В то мгновение ясности тело его, действуя быстрее разума, ринулось прямо к земле и спасло Сюаньминя. Когда же заново утонул в ярости, мимоходом бросил Сюаньминя на гору Цзянсун.
Когда он услышал слова Цзухуна и оглянулся на Сюаньминя, он пришёл в замешательство на миг: как будто бы бесчисленные воспоминания посыпались на него одно за другим, но словно бы ничего не задержалось. Потому он и повернулся безразлично обратно.
Только неизвестно отчего, когда дёрнул кость Цзухуна во второй раз, он вновь не стерпел и взглянул на гору Цзянсун.
Он увидел Сюаньминя, стоящего там с опущенными глазами, и в груди вдруг снова поднялась без причины волна страдания, совсем как эти беспредельные бушующие реки. Он ощутил себя странно, словно испытывал чувство, порождённое некой неизвестной связью; совершенно вне его контроля.
Он был несколько раздражён такого рода чувством, потому холодно обернулся назад и тотчас призвал неисчислимые чудесные молнии.
Цзухун с головы до ног был в полном беспорядке, монашеские одеяния его — сплошь смешение красного и чёрного, от его изначального облика ничего не осталось более.
Сюэ Сянь всматривался в него краткое время, затем не сдержался и повернулся к Сюаньминю — на этот раз он неожиданно увидел, как на теле Сюаньминя мгновенно возникло несколько кровавых пятен; действительно затронут вместе с Цзухуном.
Эти огромные пятна крови резали глаз до крайности, резали настолько, что пронзили даже сердце Сюэ Сяня следом. Он смотрел остолбенело на то место, вдруг открыл рот и нерешительно произнёс:
— …Святоша?
Сюаньминь открыл внезапно глаза, лицо и губы его — одинаково бледны; он отозвался спокойно с «М», поднял руку и применил заклинание чистых одежд.
Но даже заклинание чистых одежд не могло остановить кровь; стоило лишь очистить — и пятно появлялось снова.
Молнии в руках Сюэ Сяня вдруг остановились.
В голове его был беспримерный хаос, зрачки то становились вдруг глубоко чёрными, то вдруг краснели.
В миг, когда Сюэ Сяню было не до него, Цзухун тайком принялся читать писания заново; нужно лишь немножко, уже совсем близко…
Большое полотно капель крови наконец вошло в Мингун, стекаясь снаружи внутрь. Построение из более чем сотни человек будто откликнулось ему, и каменная статуя слегка затрепетала.
Части построения на озере Дунтин и горе Ваньши тоже безостановочно дрожали, и люди подле построения давно уже впали в забытьё и потеряли сознание. Часть построения в храме Дацзэ на горе Цзянсун дрожала без остановки, как и в двух других местах, собравшиеся в круг чжэньцзы давно рухнули на пол в беспорядке, и тайбу с тайчжу тоже не стали исключением.

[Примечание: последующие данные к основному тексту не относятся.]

impl Aggregator {
    pub fn new(op: Arc<dyn TimedOperation>) -> Self {
        Self {
            op,
            subscribers: Vec::new(),
        }
    }

    /// Aggregator over uniformly random delays.
    pub fn random(cfg: DelayConfig) -> Self {
        Self::new(Arc::new(RandomDelay::new(cfg)))
    }

    pub fn with_subscribers(mut self, subscribers: Vec<Arc<dyn Subscribe>>) -> Self {
        for s in &subscribers {
            trace!(target: "lapse.core.aggregate", subscriber = s.name(), "subscriber attached");
        }
        self.subscribers = subscribers;
        self
    }

    /// Run `n` operations bounded by `max_delay` and collect values in completion order.
    #[instrument(level = "debug", skip(self), err)]
    pub async fn run(&self, n: usize, max_delay: Delay) -> CoreResult<ResultSequence> {
        validate_max_delay(max_delay)?;
        if n == 0 {
            trace!(target: "lapse.core.aggregate", "nothing to launch");
            return Ok(ResultSequence::new());
        }
        self.emit(DelayEvent::new(EventKind::AggregationStarted).with_count(n));

        let cancel = CancellationToken::new();
        let (tx, mut rx) = mpsc::unbounded_channel::<Completion>();
        let mut set = JoinSet::new();
        let mut tasks = Vec::with_capacity(n);

        for index in 0..n {
            let delay = self.op.draw(index, max_delay);
            tasks.push(DelayTask::pending(index, delay));

            let op = Arc::clone(&self.op);
            let tx = tx.clone();
            let token = cancel.child_token();
            set.spawn(async move {
                let outcome = AssertUnwindSafe(op.wait(index, delay, token))
                    .catch_unwind()
                    .await
                    .unwrap_or_else(|payload| {
                        Err(OperationError::Panicked(panic_reason(&*payload)))
                    });
                // Receiver only goes away once the run is over.
                let _ = tx.send((index, outcome));
            });
            self.emit(
                DelayEvent::new(EventKind::OperationLaunched)
                    .with_index(index)
                    .with_delay(delay),
            );
        }
        drop(tx);
        debug!(target: "lapse.core.aggregate", n, "all operations launched");

        let mut results = ResultSequence::with_capacity(n);
        while let Some((index, outcome)) = rx.recv().await {
            match outcome {
                Ok(value) => {
                    if !tasks[index].complete() {
                        warn!(target: "lapse.core.aggregate", index, "duplicate completion ignored");
                        continue;
                    }
                    trace!(target: "lapse.core.aggregate", index, value, "completed");
                    self.emit(
                        DelayEvent::new(EventKind::OperationCompleted)
                            .with_index(index)
                            .with_delay(value),
                    );
                    results.push(value);
                }
                Err(err) => {
                    tasks[index].fail();
                    let kind = match err {
                        OperationError::Timeout(_) => EventKind::TimeoutHit,
                        _ => EventKind::OperationFailed,
                    };
                    self.emit(
                        DelayEvent::new(kind)
                            .with_index(index)
                            .with_reason(err.to_string()),
                    );
                    return Err(self.abort(index, err, cancel, set, rx, tasks).await);
                }
            }
        }

        debug_assert_eq!(results.len(), n);
        self.emit(DelayEvent::new(EventKind::AggregationFinished).with_count(results.len()));
        debug!(target: "lapse.core.aggregate", n, ordered = results.is_non_decreasing(), "aggregation finished");
        Ok(results)
    }

    /// Cancel every sibling, wait for all of them, then build the surfaced error.
    async fn abort(
        &self,
        index: LaunchIndex,
        err: OperationError,
        cancel: CancellationToken,
        mut set: JoinSet<()>,
        mut rx: mpsc::UnboundedReceiver<Completion>,
        mut tasks: Vec<DelayTask>,
    ) -> CoreError {
        debug!(target: "lapse.core.aggregate", index, %err, "operation failed; cancelling siblings");
        cancel.cancel();

        while let Some(joined) = set.join_next().await {
            if let Err(e) = joined {
                warn!(target: "lapse.core.aggregate", error = %e, "sibling did not join cleanly");
            }
        }

        rx.close();
        while let Ok((sibling, outcome)) = rx.try_recv() {
            match outcome {
                Err(e) if e.is_cancelled() => {
                    tasks[sibling].cancel();
                    self.emit(DelayEvent::new(EventKind::OperationCancelled).with_index(sibling));
                }
                Ok(value) => {
                    trace!(target: "lapse.core.aggregate", index = sibling, value, "late result discarded");
                    tasks[sibling].complete();
                }
                Err(other) => {
                    trace!(target: "lapse.core.aggregate", index = sibling, error = %other, "late failure discarded");
                    tasks[sibling].fail();
                }
            }
        }

        let cancelled = tasks
            .iter()
            .filter(|t| t.status == DelayStatus::Cancelled)
            .count();
        self.emit(
            DelayEvent::new(EventKind::AggregationAborted)
                .with_index(index)
                .with_count(cancelled)
                .with_reason(err.to_string()),
        );
        CoreError::AggregationFailed { index, source: err }
    }

    #[inline]
    fn emit(&self, event: DelayEvent) {
        for s in &self.subscribers {
            s.on_event(&event);
        }
    }
}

Построение обмена жизнью готово было вот-вот завершиться, и в главном зале вдруг снова раздался легчайший вздох.
Пальцы тайбу, пребывавшей в полузабытьи, дрогнули, среди хаоса она как будто и услышала голос гоши, и словно бы он немного отличался. Тот глубокий медлительный голос тихо издал вздох и произнёс:
— Не жить, на себя навлёкши самому беду[268]
.Может, это было сияние отражённого света на закате[269]
, а может, нечто иное. Тайбу ощутила внезапно, что даже в силах открыть глаза; она смотрела потерянно на заполняющий всё перед взором кроваво-красный и среди замешательства вдруг осознала что-то.Она с трудом пошевелила окоченелым большим пальцем и, полагаясь на последнюю каплю крови, медленно провела через кровавую дорожку, ведущую к статуе, поперечную линию.